The school districts with charter schools are supposed to pass along a per student share of local education money.

Now, other school districts are seeing how closely they followed Charlotte-Mecklenburg's practices and how much more money they will have to provide to charters.

Wake County, home to 13 charter schools, might have to provide an additional $1 million a year to charter schools. And that amount could go even higher if charter schools seek money they say they're owed for years past.

"It's going to have a major impact," said Ann Majestic, Wake's school board attorney. "It will take away money from the school system."

Durham County has seven charter schools. Although the number is fewer than in Wake and Charlotte-Mecklenburg, the Durham charters represent about 10 percent of the county's student population.
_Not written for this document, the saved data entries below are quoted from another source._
// SPDX-License-Identifier: MIT
//
// Escape sequences the clock emits.
//
// Fixed sequences are byte constants; anything parameterised is a writer
// function over `impl Write`. Positions are 0-indexed here and 1-indexed
// on the wire.

use std::io::{self, Write};

use crate::cell::Attr;
use crate::color::CellColor;

// ─── Fixed Sequences ─────────────────────────────────────────────────────────

pub const CURSOR_HIDE: &[u8] = b"\x1b[?25l";
pub const CURSOR_SHOW: &[u8] = b"\x1b[?25h";
pub const CLEAR_SCREEN: &[u8] = b"\x1b[2J";
/// SGR 0.
pub const RESET: &[u8] = b"\x1b[0m";
pub const ALT_SCREEN_ON: &[u8] = b"\x1b[?1049h";
pub const ALT_SCREEN_OFF: &[u8] = b"\x1b[?1049l";
/// Synchronized update (mode 2026). Ignored by terminals without it.
pub const SYNC_BEGIN: &[u8] = b"\x1b[?2026h";
pub const SYNC_END: &[u8] = b"\x1b[?2026l";

/// Written when the clock takes over the screen.
pub const ENTER_SCREEN: [&[u8]; 3] = [ALT_SCREEN_ON, CURSOR_HIDE, CLEAR_SCREEN];

/// Written when it gives the screen back. The screen switch goes last so
/// the reset and cursor apply to the main screen too.
pub const LEAVE_SCREEN: [&[u8]; 4] = [SYNC_END, RESET, CURSOR_SHOW, ALT_SCREEN_OFF];

/// Write a group of fixed sequences.
///
/// # Errors
///
/// Propagates the writer's error.
pub fn write_all(w: &mut impl Write, sequences: &[&[u8]]) -> io::Result<()> {
    sequences.iter().try_for_each(|seq| w.write_all(seq))
}

// ─── Parameterised ───────────────────────────────────────────────────────────

/// CUP to column `x`, row `y`.
///
/// # Errors
///
/// Propagates the writer's error.
#[inline]
pub fn cursor_to(w: &mut impl Write, x: u16, y: u16) -> io::Result<()> {
    write!(w, "\x1b[{};{}H", u32::from(y) + 1, u32::from(x) + 1)
}

/// # Errors
///
/// Propagates the writer's error.
pub fn fg(w: &mut impl Write, color: CellColor) -> io::Result<()> {
    match color.rgb() {
        Some((r, g, b)) => write!(w, "\x1b[38;2;{r};{g};{b}m"),
        None => w.write_all(b"\x1b[39m"),
    }
}

/// # Errors
///
/// Propagates the writer's error.
pub fn bg(w: &mut impl Write, color: CellColor) -> io::Result<()> {
    match color.rgb() {
        Some((r, g, b)) => write!(w, "\x1b[48;2;{r};{g};{b}m"),
        None => w.write_all(b"\x1b[49m"),
    }
}

/// One SGR sequence turning on every flag in `attr`. Empty sets write
/// nothing.
///
/// # Errors
///
/// Propagates the writer's error.
pub fn attrs(w: &mut impl Write, attr: Attr) -> io::Result<()> {
    let mut params = Attr::SGR.iter().filter(|(flag, _)| attr.contains(*flag));
    let Some((_, first)) = params.next() else {
        return Ok(());
    };
    write!(w, "\x1b[{first}")?;
    for (_, code) in params {
        write!(w, ";{code}")?;
    }
    w.write_all(b"m")
}

// ─── Tests ───────────────────────────────────────────────────────────────────

#[cfg(test)]
mod tests {
    use super::*;
    use pretty_assertions::assert_eq;

    fn emit(f: impl FnOnce(&mut Vec<u8>) -> io::Result<()>) -> String {
        let mut out = Vec::new();
        f(&mut out).unwrap();
        String::from_utf8(out).unwrap()
    }

    #[test]
    fn cursor_is_one_based() {
        assert_eq!(emit(|w| cursor_to(w, 0, 0)), "\x1b[1;1H");
        assert_eq!(emit(|w| cursor_to(w, 79, 23)), "\x1b[24;80H");
        assert_eq!(emit(|w| cursor_to(w, u16::MAX, 0)), "\x1b[1;65536H");
    }

    #[test]
    fn truecolor_and_default() {
        assert_eq!(emit(|w| fg(w, CellColor::Rgb(255, 0, 10))), "\x1b[38;2;255;0;10m");
        assert_eq!(emit(|w| bg(w, CellColor::Rgb(0, 0, 0))), "\x1b[48;2;0;0;0m");
        assert_eq!(emit(|w| fg(w, CellColor::Default)), "\x1b[39m");
        assert_eq!(emit(|w| bg(w, CellColor::Default)), "\x1b[49m");
    }

    #[test]
    fn attrs_share_one_sequence() {
        assert_eq!(emit(|w| attrs(w, Attr::BOLD)), "\x1b[1m");
        assert_eq!(emit(|w| attrs(w, Attr::BOLD | Attr::DIM)), "\x1b[1;2m");
        assert_eq!(emit(|w| attrs(w, Attr::empty())), "");
    }

    #[test]
    fn leaving_switches_screen_last() {
        let s = emit(|w| write_all(w, &LEAVE_SCREEN));
        assert!(s.starts_with("\x1b[?2026l"));
        assert!(s.ends_with("\x1b[?1049l"));
        assert_eq!(emit(|w| write_all(w, &ENTER_SCREEN)), "\x1b[?1049h\x1b[?25l\x1b[2J");
    }
}
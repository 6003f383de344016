// SPDX-License-Identifier: MIT
//
// glyphclock: a configurable terminal clock.
//
// This binary wires the two crates together:
//
//   gc-term → terminal control, input parsing, frame output, event loop
//   gc-face → glyphs, layout, colors, commands, config scripts
//
// Startup order: parse flags, install logging, apply the config script
// (printing any diagnostics on the plain terminal), load prompt history,
// then hand a `Clock` to the event loop. History is saved on the way out.

mod clock;
mod prompt;

use std::fs::{self, File};
use std::io::{self, BufRead, Write};
use std::path::{Path, PathBuf};
use std::sync::Mutex;

use anyhow::{Context, Result};
use clap::Parser;
use gc_face::config::ClockConfig;
use gc_face::script::{self, Diagnostic};
use gc_term::event_loop::EventLoop;
use tracing::{info, warn};
use tracing_subscriber::EnvFilter;

use crate::clock::Clock;
use crate::prompt::History;

/// Path value that turns a file off.
const DISABLED: &str = "NONE";

/// Directory under `$HOME` holding the default config and history.
const APP_DIR: &str = ".glyphclock";

// ─── Arguments ───────────────────────────────────────────────────────────────

#[derive(Debug, Parser)]
#[command(name = "glyphclock", version, about)]
struct Args {
    /// Config script to apply at startup, or NONE
    #[arg(short, long, value_name = "PATH")]
    config: Option<PathBuf>,

    /// Prompt history file, or NONE
    #[arg(long, value_name = "PATH")]
    history: Option<PathBuf>,

    /// Write logs to this file (filtered by RUST_LOG, default info)
    #[arg(long, value_name = "PATH")]
    log: Option<PathBuf>,
}

/// Where a file setting points after defaults and `NONE` are resolved.
#[derive(Debug, Clone, PartialEq, Eq)]
enum FileChoice {
    Disabled,
    /// The user named this file; it is expected to exist.
    Explicit(PathBuf),
    /// Our default location; fine if absent.
    Default(PathBuf),
}

impl FileChoice {
    fn resolve(flag: Option<PathBuf>, default_name: &str) -> Self {
        match flag {
            Some(path) if path.as_os_str() == DISABLED => Self::Disabled,
            Some(path) => Self::Explicit(path),
            None => dirs::home_dir()
                .map_or(Self::Disabled, |home| Self::Default(home.join(APP_DIR).join(default_name))),
        }
    }

    fn path(&self) -> Option<&Path> {
        match self {
            Self::Disabled => None,
            Self::Explicit(p) | Self::Default(p) => Some(p),
        }
    }
}

// ─── Logging ─────────────────────────────────────────────────────────────────

/// Install the tracing subscriber. Without a log file nothing is recorded,
/// so the alternate screen is never written to by logs.
fn init_tracing(log: Option<&Path>) -> Result<()> {
    let Some(path) = log else {
        return Ok(());
    };
    let file = File::options()
        .create(true)
        .append(true)
        .open(path)
        .with_context(|| format!("cannot open log file '{}'", path.display()))?;

    let filter = EnvFilter::try_from_default_env().unwrap_or_else(|_| EnvFilter::new("info"));
    tracing_subscriber::fmt()
        .with_env_filter(filter)
        .with_writer(Mutex::new(file))
        .with_ansi(false)
        .with_target(true)
        .try_init()
        .map_err(|e| anyhow::anyhow!(e))
        .context("cannot install log subscriber")
}

// ─── Config ──────────────────────────────────────────────────────────────────

/// Apply the config script, returning user-facing error lines.
fn load_config(cfg: &mut ClockConfig, choice: &FileChoice) -> Vec<String> {
    let Some(path) = choice.path() else {
        return Vec::new();
    };
    let origin = path.display().to_string();

    match fs::read_to_string(path) {
        Ok(source) => script::apply(cfg, &source, &origin)
            .iter()
            .map(Diagnostic::to_string)
            .collect(),
        Err(e) if e.kind() == io::ErrorKind::NotFound => match choice {
            FileChoice::Explicit(_) => vec![format!("error: the file '{origin}' does not exist")],
            _ => {
                info!(path = %origin, "no config file");
                Vec::new()
            }
        },
        Err(e) => vec![format!("error: cannot read '{origin}': {e}")],
    }
}

/// Show config errors on the normal screen and wait for ENTER.
fn report(errors: &[String]) -> Result<()> {
    let mut stderr = io::stderr().lock();
    for line in errors {
        writeln!(stderr, "{line}")?;
    }
    write!(stderr, "Press ENTER to continue")?;
    stderr.flush()?;
    let mut answer = String::new();
    io::stdin().lock().read_line(&mut answer)?;
    Ok(())
}

// ─── Entry Point ─────────────────────────────────────────────────────────────

fn main() -> Result<()> {
    let args = Args::parse();
    init_tracing(args.log.as_deref())?;

    let mut config = ClockConfig::default();
    let config_file = FileChoice::resolve(args.config, "config");
    let errors = load_config(&mut config, &config_file);
    if !errors.is_empty() {
        report(&errors).context("cannot report config errors")?;
    }

    let history_file = FileChoice::resolve(args.history, "history");
    let history = match history_file.path().map(History::load).transpose() {
        Ok(history) => history.unwrap_or_default(),
        Err(e) => {
            warn!(error = %e, "history not loaded");
            History::new()
        }
    };

    info!(mode = config.face.mode.name(), "starting");
    let mut clock = Clock::new(config, history);
    EventLoop::new()
        .run(&mut clock)
        .context("terminal session failed")?;

    if let Some(path) = history_file.path() {
        clock
            .history()
            .save(path)
            .with_context(|| format!("cannot save history to '{}'", path.display()))?;
    }
    info!("exiting");
    Ok(())
}

// ─── Tests ───────────────────────────────────────────────────────────────────

#[cfg(test)]
mod tests {
    use super::*;
    use pretty_assertions::assert_eq;

    fn temp_file(name: &str, contents: &str) -> PathBuf {
        let path = std::env::temp_dir().join(format!("glyphclock-{}-{name}", std::process::id()));
        fs::write(&path, contents).unwrap();
        path
    }

    #[test]
    fn none_disables_files() {
        assert_eq!(
            FileChoice::resolve(Some(PathBuf::from("NONE")), "config"),
            FileChoice::Disabled
        );
        assert_eq!(
            FileChoice::resolve(Some(PathBuf::from("/tmp/c")), "config"),
            FileChoice::Explicit(PathBuf::from("/tmp/c"))
        );
    }

    #[test]
    fn default_lives_under_home() {
        if let FileChoice::Default(path) = FileChoice::resolve(None, "history") {
            assert!(path.ends_with(".glyphclock/history"));
        }
    }

    #[test]
    fn config_errors_name_file_and_line() {
        let path = temp_file("config", "block 3 1\nnope\n");
        let mut cfg = ClockConfig::default();
        let errors = load_config(&mut cfg, &FileChoice::Explicit(path.clone()));
        assert_eq!(errors, vec![format!("{}:2: unknown command 'nope'", path.display())]);
        assert_eq!(cfg.layout.block_width, 3);
        fs::remove_file(path).unwrap();
    }

    #[test]
    fn missing_explicit_config_is_reported() {
        let path = std::env::temp_dir().join("glyphclock-missing-config");
        let mut cfg = ClockConfig::default();
        let errors = load_config(&mut cfg, &FileChoice::Explicit(path.clone()));
        assert_eq!(errors, vec![format!("error: the file '{}' does not exist", path.display())]);
        assert!(load_config(&mut cfg, &FileChoice::Default(path)).is_empty());
    }

    #[test]
    fn args_parse() {
        let args = Args::try_parse_from(["glyphclock", "--config", "NONE", "--log", "/tmp/gc.log"]).unwrap();
        assert_eq!(args.config, Some(PathBuf::from("NONE")));
        assert_eq!(args.log, Some(PathBuf::from("/tmp/gc.log")));
        assert!(args.history.is_none());
    }
}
"Durham is the most severely impacted district in the state by this ruling," said Hank Hurd, Durham schools' chief operating officer. He will become Durham's interim superintendent Jan. 1, after Carl Harris leaves to take a job in the Obama administration.

Richard Vinroot, the lawyer who represented five charter schools that successfully sued the Charlotte-Mecklenburg school system, said the money wasn't the school districts' to keep.

"The money that is going to be taken from them should have gone to the charter schools in the first place," said Vinroot, a member of the board of a charter school and a former Republican mayor of Charlotte.

The Supreme Court decision does not affect a separate lawsuit filed in September by the N.C. Institute for Constitutional Law against seven school districts; it seeks local money for construction.

Vinroot said other charter schools in the state could ask for three years' worth of money from public schools.

Bob Luddy, a conservative businessman who founded Franklin Academy, a charter school in Wake Forest, said the school would review the court decision. With more than 1,100 students, Franklin Academy is the largest charter school in Wake County.

"It's to the benefit of the public schools to cooperate with charter schools," Luddy said. "They're all public schools."

Already tough times

The timing of the court decision is especially challenging for school districts because of the state of the economy. Last week, Wake Superintendent Del Burns announced plans to cut $20 million from next year's budget because of the lingering effects of the recession, such as getting less money from the state.

"We're doing some of the same kinds of things Wake is doing," said Hurd of the Durham County school system. "We're examining every position."

Staff writer Colin Campbell contributed to this report.